Let's go ahead and activate the Calico Egress Gateways for the cluster. We'll also specify that pods in the default namespace should use the tenant0-egw Egress Gateway.
kubectl patch felixconfiguration default --type='merge' -p '{
"spec": {
"egressIPSupport": "EnabledPerNamespaceOrPerPod",
"flowLogsFlushInterval": "15s",
"flowLogsFileAggregationKindForAllowed": 1
}
}'
Set up the default
namespace to utilize the Egress Gateway located in the tenant0-egw
namespace.
kubectl annotate ns default \
egress.projectcalico.org/namespaceSelector="projectcalico.org/name == 'tenant0-egw'"
Traffic is now allowed through the Azure Firewall because the incoming requests originate from a specific, recognized CIDR range assigned to the tenant0
Calico Egress Gateways.
kubectl exec -it -n default netshoot -- curl -v http://www.tigera.io
You should now be able to get requests through the Azure Firewall.
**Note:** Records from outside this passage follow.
//! Utility functions shared across the application.
//!
//! - [`base62`] - Positional base-62 encoding of numeric link ids
//! - [`client_ip`] - Client IP extraction from headers and connect info

pub mod base62;
pub mod client_ip;
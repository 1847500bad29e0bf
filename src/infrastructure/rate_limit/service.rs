//! Rate limiter trait, quota and decision types.

use async_trait::async_trait;
use std::time::Duration;
use thiserror::Error;

/// Errors from the rate limit store.
///
/// Callers treat any of these as "allow": availability wins over strict
/// enforcement, so a broken limiter backend never denies service.
#[derive(Debug, Error)]
pub enum RateLimitError {
    #[error("Rate limit store error: {0}")]
    Store(String),
}

/// Fixed-window-with-block quota applied to one limiter key.
#[derive(Debug, Clone, Copy)]
pub struct RateLimitQuota {
    /// Hits allowed inside one window before the key is blocked.
    pub limit: u64,
    /// Length of the counting window.
    pub window: Duration,
    /// How long a key stays blocked once the limit is exceeded.
    pub block_duration: Duration,
}

/// Outcome of one rate limit check.
#[derive(Debug, Clone, PartialEq, Eq)]
pub struct RateLimitDecision {
    pub blocked: bool,
    pub total_hits: u64,
    /// Time until the current counting window resets.
    pub time_to_expire: Duration,
    /// Time until an active block lifts. Zero when not blocked.
    pub time_to_block_expire: Duration,
}

impl RateLimitDecision {
    /// `Retry-After` value for a blocked caller, rounded up to whole seconds.
    pub fn retry_after_secs(&self) -> u64 {
        let ms = self.time_to_block_expire.as_millis() as u64;
        ms.div_ceil(1000)
    }
}

/// Per-key request throttle.
///
/// One call accounts one hit and returns the decision. The whole
/// check-and-count step must be atomic with respect to concurrent callers
/// on the same key; an active block must suppress hit accounting entirely.
///
/// # Implementations
///
/// - [`crate::infrastructure::rate_limit::RedisRateLimiter`] - atomic Lua
///   script against Redis
/// - [`crate::infrastructure::rate_limit::NullRateLimiter`] - always allows
#[cfg_attr(test, mockall::automock)]
#[async_trait]
pub trait RateLimiter: Send + Sync {
    /// Records a hit for `key` and decides whether the request may proceed.
    ///
    /// # Errors
    ///
    /// Returns [`RateLimitError::Store`] when the backing store is
    /// unreachable. The middleware fails open on that.
    async fn hit(
        &self,
        key: &str,
        quota: &RateLimitQuota,
    ) -> Result<RateLimitDecision, RateLimitError>;
}
//! Repository trait for the sharded id counters.

use crate::error::AppError;
use async_trait::async_trait;

/// Repository interface for the per-shard monotonic counters.
///
/// Each shard is one row; correctness of the whole id scheme rests on the
/// increment being a single atomic read-modify-write on that row. No
/// cross-shard coordination exists or is needed.
#[cfg_attr(test, mockall::automock)]
#[async_trait]
pub trait CounterRepository: Send + Sync {
    /// Atomically increments the counter for `shard_index` and returns the
    /// new value. Two concurrent callers on the same shard can never observe
    /// the same value.
    ///
    /// # Errors
    ///
    /// Returns [`AppError::ShardNotFound`] if the shard row does not exist.
    /// This is a fatal misconfiguration and must not be retried.
    /// Returns [`AppError::Internal`] on database errors.
    async fn increment(&self, shard_index: i32) -> Result<i64, AppError>;
}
To verify, go to the Azure Firewall located in the hub resource group and select "Logs" under the Monitoring settings. Filter the Application log data to display the last 30 minutes. Look for entries showing that traffic originating from the 10.99.0.0/29 IP range has been successfully allowed to pass outbound through the Azure Firewall to www.tigera.io.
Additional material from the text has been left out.